You’ll find a German carbide blade as part of the Cricut, which means they will last longer than the stock blades on the Cameo 4. You can equip deeper-cutting blades for both machines, but the ones included for the Explore Air win easily.
This comes down to user-friendliness vs. features. Silhouette Design Studio is far more diverse and robust in its features. It also allows anyone the complete freedom to work on an image from a blank sheet.
If you prefer, you can purchase images from the Cricut store. These will look incredibly professional compared to basic clip art you would find online.
You can expect to spend more time learning the Silhouette software than you will with Cricut, but it might be worth it. The basic version of Design Studio is free, and you can use .jpg, .png, and .bmp files with it.
On the other hand, Design Space by Cricut can be picked up by almost anyone. If you don’t need to make anything from scratch and are focusing on simpler designs, you should consider going with Cricut. Keep in mind, though, that your options with Cricut are still limited. You also won’t be able to use it offline, so make sure you always have an active connection to the internet.
Cricut Design Space software is compatible with .gif and .dxf files, as well as everything that can be used with the professional version of Silhouette Design Studio.
Silhouette vs. Cricut: Which One to Choose?
Ultimately, you need to determine which of the two machines will suit you better. If you are a beginner in the world of die-cutters, you should consider the Cricut Explore Air. It’s very simple to set up, and you won’t feel overwhelmed with any unnecessary features.
Thanks to the deeper penetration, there is more potential material you can use with the Cricut. This complicates things because professionals are more likely to work with a device that can use other materials. Unfortunately, the Explore Air does not lend itself well to experts. The lack of any software that functions without an internet connection is also a problem.

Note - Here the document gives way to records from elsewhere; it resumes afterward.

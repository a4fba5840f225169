//! Streaming Text-to-Speech
//!
//! Streams synthesized audio from an ElevenLabs-style endpoint in μ-law at
//! 8 kHz, so chunks go to the transport without resampling. Synthesis is
//! cancellable between chunks via an abort flag.

use std::sync::atomic::{AtomicBool, Ordering};
use std::sync::Arc;

use async_trait::async_trait;
use bytes::Bytes;
use futures_util::StreamExt;
use thiserror::Error;
use tokio::sync::mpsc;

use crate::agent::VoiceConfig;

/// Model identifiers that reject per-request voice settings.
const SETTINGS_UNSUPPORTED_MODELS: &[&str] = &["eleven_v3", "eleven_ttv_v3"];

#[derive(Error, Debug)]
pub enum TtsError {
    #[error("network error: {0}")]
    Network(String),

    #[error("API error ({status}): {message}")]
    Api { status: u16, message: String },

    #[error("synthesis aborted")]
    Aborted,
}

/// Streaming synthesizer surface the orchestrator drives. Audio chunks are
/// pushed to `sink` as they arrive; the abort flag is honored between
/// chunks.
#[async_trait]
pub trait SpeechSynthesizer: Send + Sync {
    async fn synthesize_stream(
        &self,
        text: &str,
        voice: &VoiceConfig,
        abort: &AtomicBool,
        sink: mpsc::Sender<Bytes>,
    ) -> Result<(), TtsError>;
}

/// Whether per-request voice settings may be sent for this model.
fn supports_voice_settings(model_id: &str) -> bool {
    !SETTINGS_UNSUPPORTED_MODELS
        .iter()
        .any(|m| model_id.starts_with(m))
}

/// Whether the language code should be forwarded with the request.
fn forward_language_code(language: &str) -> bool {
    let lang = language.to_ascii_lowercase();
    !lang.is_empty() && lang != "en" && lang != "en-us" || lang == "hinglish"
}

/// Build the synthesis request body for a voice configuration.
fn request_body(text: &str, voice: &VoiceConfig) -> serde_json::Value {
    let mut body = serde_json::json!({
        "text": text,
        "model_id": voice.tts_model_id,
    });

    if supports_voice_settings(&voice.tts_model_id) {
        body["voice_settings"] = serde_json::json!({
            "stability": voice.stability,
            "similarity_boost": voice.similarity_boost,
            "speed": voice.speed,
            "use_speaker_boost": true,
            "style": 0,
        });
    }

    if forward_language_code(&voice.language) {
        body["language_code"] = serde_json::json!(voice.language);
    }

    body
}

/// ElevenLabs streaming synthesis client.
pub struct ElevenLabsTts {
    client: reqwest::Client,
    api_key: String,
    base_url: String,
}

impl ElevenLabsTts {
    pub fn new(api_key: String) -> Self {
        Self {
            client: reqwest::Client::new(),
            api_key,
            base_url: "https://api.elevenlabs.io/v1".to_string(),
        }
    }

    pub fn with_base_url(mut self, base_url: String) -> Self {
        self.base_url = base_url;
        self
    }
}

#[async_trait]
impl SpeechSynthesizer for ElevenLabsTts {
    async fn synthesize_stream(
        &self,
        text: &str,
        voice: &VoiceConfig,
        abort: &AtomicBool,
        sink: mpsc::Sender<Bytes>,
    ) -> Result<(), TtsError> {
        if abort.load(Ordering::SeqCst) {
            return Err(TtsError::Aborted);
        }

        let url = format!(
            "{}/text-to-speech/{}/stream?output_format={}",
            self.base_url, voice.voice_id, voice.output_format
        );

        let response = self
            .client
            .post(&url)
            .header("xi-api-key", &self.api_key)
            .header("Content-Type", "application/json")
            .json(&request_body(text, voice))
            .send()
            .await
            .map_err(|e| TtsError::Network(e.to_string()))?;

        let status = response.status();
        if !status.is_success() {
            let message = response.text().await.unwrap_or_default();
            return Err(TtsError::Api {
                status: status.as_u16(),
                message,
            });
        }

        let mut stream = response.bytes_stream();

        while let Some(chunk) = stream.next().await {
            // the abort flag is the cancellation point between chunks
            if abort.load(Ordering::SeqCst) {
                tracing::debug!("TTS stream aborted");
                return Err(TtsError::Aborted);
            }

            let chunk = chunk.map_err(|e| TtsError::Network(e.to_string()))?;
            if chunk.is_empty() {
                continue;
            }
            if sink.send(chunk).await.is_err() {
                return Err(TtsError::Aborted);
            }
        }

        Ok(())
    }
}

/// Handle that lets the orchestrator stop an in-flight synthesis.
#[derive(Clone, Default)]
pub struct TtsAbort(Arc<AtomicBool>);

impl TtsAbort {
    pub fn new() -> Self {
        Self::default()
    }

    pub fn stop(&self) {
        self.0.store(true, Ordering::SeqCst);
    }

    pub fn reset(&self) {
        self.0.store(false, Ordering::SeqCst);
    }

    pub fn is_stopped(&self) -> bool {
        self.0.load(Ordering::SeqCst)
    }

    pub fn flag(&self) -> &AtomicBool {
        &self.0
    }
}
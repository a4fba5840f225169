//! Agent Configuration
//!
//! Immutable per-call configuration describing the AI pipeline: which model
//! answers, which voice speaks, and how the transcriber listens. Loaded once
//! when a call starts and never mutated afterwards.

use serde::{Deserialize, Serialize};
use thiserror::Error;

#[derive(Error, Debug)]
pub enum AgentConfigError {
    #[error("missing model configuration")]
    MissingModel,

    #[error("missing voice configuration")]
    MissingVoice,

    #[error("missing transcriber configuration")]
    MissingTranscriber,

    #[error("invalid configuration: {0}")]
    Invalid(String),
}

/// Who speaks first once the call is answered.
#[derive(Debug, Clone, Copy, PartialEq, Eq, Serialize, Deserialize, Default)]
pub enum FirstMessageMode {
    #[default]
    #[serde(rename = "assistant-speaks-first")]
    AssistantSpeaksFirst,
    #[serde(rename = "user-speaks-first")]
    UserSpeaksFirst,
}

/// LLM settings for a call.
#[derive(Debug, Clone, Serialize, Deserialize)]
#[serde(rename_all = "camelCase")]
pub struct ModelConfig {
    pub provider: String,
    pub model_name: String,
    pub system_prompt: String,
    pub temperature: f64,
    pub max_tokens: u32,
}

/// TTS voice settings for a call.
#[derive(Debug, Clone, Serialize, Deserialize)]
#[serde(rename_all = "camelCase")]
pub struct VoiceConfig {
    pub provider: String,
    pub voice_id: String,
    pub tts_model_id: String,
    pub stability: f64,
    pub similarity_boost: f64,
    pub speed: f64,
    pub language: String,
    /// Must stay μ-law at 8 kHz so the transport needs no resampling.
    pub output_format: String,
}

impl Default for VoiceConfig {
    fn default() -> Self {
        Self {
            provider: "elevenlabs".to_string(),
            voice_id: String::new(),
            tts_model_id: "eleven_turbo_v2_5".to_string(),
            stability: 0.5,
            similarity_boost: 0.75,
            speed: 1.0,
            language: "en".to_string(),
            output_format: "ulaw_8000".to_string(),
        }
    }
}

/// STT settings for a call.
#[derive(Debug, Clone, Serialize, Deserialize)]
#[serde(rename_all = "camelCase")]
pub struct TranscriberConfig {
    pub provider: String,
    pub model_name: String,
    pub language: String,
    pub encoding: String,
    pub sample_rate: u32,
    pub endpointing_ms: u32,
    pub utterance_end_ms: u32,
}

impl Default for TranscriberConfig {
    fn default() -> Self {
        Self {
            provider: "deepgram".to_string(),
            model_name: "nova-2".to_string(),
            language: "en".to_string(),
            encoding: "mulaw".to_string(),
            sample_rate: 8000,
            endpointing_ms: 300,
            utterance_end_ms: 1000,
        }
    }
}

/// Complete per-call agent configuration.
#[derive(Debug, Clone, Serialize, Deserialize)]
#[serde(rename_all = "camelCase")]
pub struct AgentConfig {
    pub model: ModelConfig,
    pub voice: VoiceConfig,
    pub transcriber: TranscriberConfig,
    pub first_message: String,
    pub first_message_mode: FirstMessageMode,
    pub max_duration_seconds: u64,
    pub silence_timeout_seconds: u64,
    pub response_delay_seconds: f64,
}

impl AgentConfig {
    /// Reject a call before dialing when the pipeline cannot be assembled.
    pub fn validate(&self) -> Result<(), AgentConfigError> {
        if self.model.model_name.is_empty() {
            return Err(AgentConfigError::MissingModel);
        }
        if self.voice.voice_id.is_empty() {
            return Err(AgentConfigError::MissingVoice);
        }
        if self.transcriber.model_name.is_empty() {
            return Err(AgentConfigError::MissingTranscriber);
        }
        if self.transcriber.sample_rate != 8000 {
            return Err(AgentConfigError::Invalid(format!(
                "transcriber sample rate must be 8000, got {}",
                self.transcriber.sample_rate
            )));
        }
        if self.max_duration_seconds == 0 {
            return Err(AgentConfigError::Invalid(
                "max duration must be positive".to_string(),
            ));
        }
        Ok(())
    }
}

impl Default for AgentConfig {
    fn default() -> Self {
        Self {
            model: ModelConfig {
                provider: "openai".to_string(),
                model_name: "gpt-4o-mini".to_string(),
                system_prompt: "You are a helpful phone assistant. Keep responses short and conversational.".to_string(),
                temperature: 0.7,
                max_tokens: 150,
            },
            voice: VoiceConfig::default(),
            transcriber: TranscriberConfig::default(),
            first_message: "Hello!".to_string(),
            first_message_mode: FirstMessageMode::AssistantSpeaksFirst,
            max_duration_seconds: 600,
            silence_timeout_seconds: 30,
            response_delay_seconds: 0.0,
        }
    }
}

Anyone who is looking to create with material that doesn’t need too deep of a blade should go for the Silhouette Cameo 4. You have much more versatility in the included software, even if you don’t go with the professional edition. If you plan to work with anything that proves difficult for the blades, you’ll need to consider the Cricut instead.
The other downside to the Cameo 4 is in the software. Although it offers an amazing amount of options, you’ll need to pay extra to unlock certain file extensions, including .svg.
Where Can I Purchase Each Device?
The best place to purchase either the Silhouette Cameo 4 or the Cricut Explore Air is online. You’ll find the most affordable prices on sites like Amazon, where they offer free shipping for Prime members. If you don’t have a Prime membership, be sure to calculate the amount of shipping into the cost.
You can also try your luck at brick-and-mortar stores. Crafting stores such as Michael’s might keep them in stock, and you can check their website to see if your local store has any in stock. If you find one of the devices online, you might have the option to deliver it right to a store, saving money on shipping costs.
If all else fails, there is also Staples, but they tend to mark up the price of everything by quite a bit. Check other local stores before you resort to them.
Final Thoughts on Silhouette vs. Cricut
As you make a decision in the battle of Silhouette vs. Cricut, consider how much you want to do with your die cutter. Are you planning to use this as a hobby, and make things just for yourself? Are you considering setting up an Etsy store and selling your wares to anyone? What about the idea of opening up an entire business?
All of these questions should factor into your choice of an Explore Air or a Cameo 4. Your ability to learn software, work with different materials, and understand the mechanics of cutting will sway your opinion.
Along with your own research, find out which of your crafting friends have worked with either machine before. Their trusted opinion should help you decide. There might be exceptions to those who have consistently given the same opinions about one brand or model, so carefully review everyone’s take.